Lo documental importa33
De acuerdo al historiador de la fotografía Olivier Lugon, lo documental «ha abarcado siempre diferentes ideas y actitudes y ha dado lugar a definiciones contradictorias […] Nunca nadie ha sabido a ciencia cierta qué significa en realidad la palabra “documental”»34. Este tipo de argumentación parece un tanto fácil: es indudable que existen diferentes definiciones del término «documental», distintas opiniones sobre el género documental, así como también diversas genealogías e historias sobre el modo documental de la fotografía. El mismo Lugon, por ejemplo, sitúa el surgimiento del modo documental en la década de 1920 y lo vincula directamente al campo artístico, en particular al surrealismo francés y al movimiento del Nuevo Objetivismo alemán35. La genealogía trazada por Lugon no es una excepción: la gran mayoría de las historias y de las genealogías críticas de la fotografía nos refieren inevitablemente a contextos políticos, culturales o sociales de algún país de Europa Occidental (en especial a Alemania, Francia o Inglaterra) o de Estados Unidos36. Me parece fundamental, en este sentido, retomar la discusión y la reflexión en torno al documento fotográfico y al género fotográfico documental. Es por eso que formulo los objetos que estudio como prácticas fotográficas documentales. Por un lado, me interesa recalcar el valor y el aspecto documental (de documento) de las prácticas que considero; por otro lado, me interesa reactivar las discusiones críticas y las reflexiones teóricas que conciernen al género documental, a la práctica del fotoperiodismo y a los espacios discursivos de la fotografía, todas discusiones que irrumpieron con fuerza en los años setenta37.

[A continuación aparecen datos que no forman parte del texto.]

//! Filesystem utilities.

use std::fs;
use std::io;
use std::path::Path;

use anyhow::{Context, Result};

/// Remove a directory and all its contents, if it exists.
pub fn remove_dir_all_if_exists(path: &Path) -> Result<()> {
    if path.exists() {
        fs::remove_dir_all(path)
            .with_context(|| format!("failed to remove directory: {}", path.display()))?;
    }
    Ok(())
}

/// Ensure a directory exists, creating it if necessary.
pub fn ensure_dir(path: &Path) -> Result<()> {
    if !path.exists() {
        fs::create_dir_all(path)
            .with_context(|| format!("failed to create directory: {}", path.display()))?;
    }
    Ok(())
}

/// Copy a file, replacing any existing file at the destination.
pub fn copy_file(src: &Path, dst: &Path) -> Result<()> {
    if dst.symlink_metadata().is_ok() {
        fs::remove_file(dst)
            .with_context(|| format!("failed to replace {}", dst.display()))?;
    }
    fs::copy(src, dst)
        .with_context(|| format!("failed to copy {} to {}", src.display(), dst.display()))?;
    Ok(())
}

/// Point `link` at `target` (a file name in the same directory).
///
/// An existing entry at `link` is replaced. Where symlinks cannot be created
/// the target is copied instead.
pub fn link_or_copy(target_name: &Path, link: &Path) -> Result<()> {
    if link.symlink_metadata().is_ok() {
        fs::remove_file(link)
            .with_context(|| format!("failed to replace {}", link.display()))?;
    }

    if let Err(e) = symlink(target_name, link) {
        tracing::debug!(
            "symlink {} -> {} failed ({}), copying instead",
            link.display(),
            target_name.display(),
            e
        );
        let dir = link.parent().unwrap_or_else(|| Path::new("."));
        copy_file(&dir.join(target_name), link)?;
    }
    Ok(())
}

/// Create a symlink (platform-aware).
#[cfg(unix)]
pub fn symlink(src: &Path, dst: &Path) -> io::Result<()> {
    std::os::unix::fs::symlink(src, dst)
}

#[cfg(windows)]
pub fn symlink(src: &Path, dst: &Path) -> io::Result<()> {
    if src.is_dir() {
        std::os::windows::fs::symlink_dir(src, dst)
    } else {
        std::os::windows::fs::symlink_file(src, dst)
    }
}
//! libscout - locate native libraries and produce linker configuration
//!
//! Given logical library names, libscout asks pkg-config, searches the
//! platform's conventional directories, and as a last resort downloads and
//! builds the library from source, returning the include directories,
//! library directories and linker names a native extension build needs.
//!
//! ```rust,ignore
//! // build.rs
//! let config = libscout::configure(["hunspell"])?;
//! for line in config.to_cargo_directives() {
//!     println!("{}", line);
//! }
//! ```

pub mod builder;
pub mod core;
pub mod ops;
pub mod search;
pub mod sources;
pub mod util;

/// Test utilities and mocks for libscout unit tests.
///
/// This module is only available when compiling with `--cfg test`. It
/// provides scripted implementations of command execution and downloads.
#[cfg(test)]
pub mod test_support;

pub use core::{BuildConfiguration, OsKind, PlatformProfile, ResolveError};
pub use ops::{configure, ResolveOptions, Resolver};
pub use util::context::GlobalContext;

Una posición importante en esta coyuntura fue la de la artista visual Martha Rosler, quien en un polémico ensayo cuestionaba: «¿Cómo se puede abordar la fotografía documental como práctica? ¿Qué queda de ella?»38 Qué queda de la fotografía documental, inquiría Rosler a mediados de los setenta, en un momento en que el género documental y el fotoperiodismo estaban en pleno auge en América Latina y en otras regiones del Sur Global. Lo documental fue un tema central en las mesas redondas organizadas durante los Coloquios de Fotografía Latinoamericana que comenzaron a realizarse a fines de esa misma década; es más, la misma Rosler fue invitada a participar en el Segundo Coloquio Latinoamericano de Fotografía, realizado en 1981 en Ciudad de México (durante el evento, la artista leyó partes de este mismo ensayo en una mesa sobre la relación entre «Lo social y la fotografía»).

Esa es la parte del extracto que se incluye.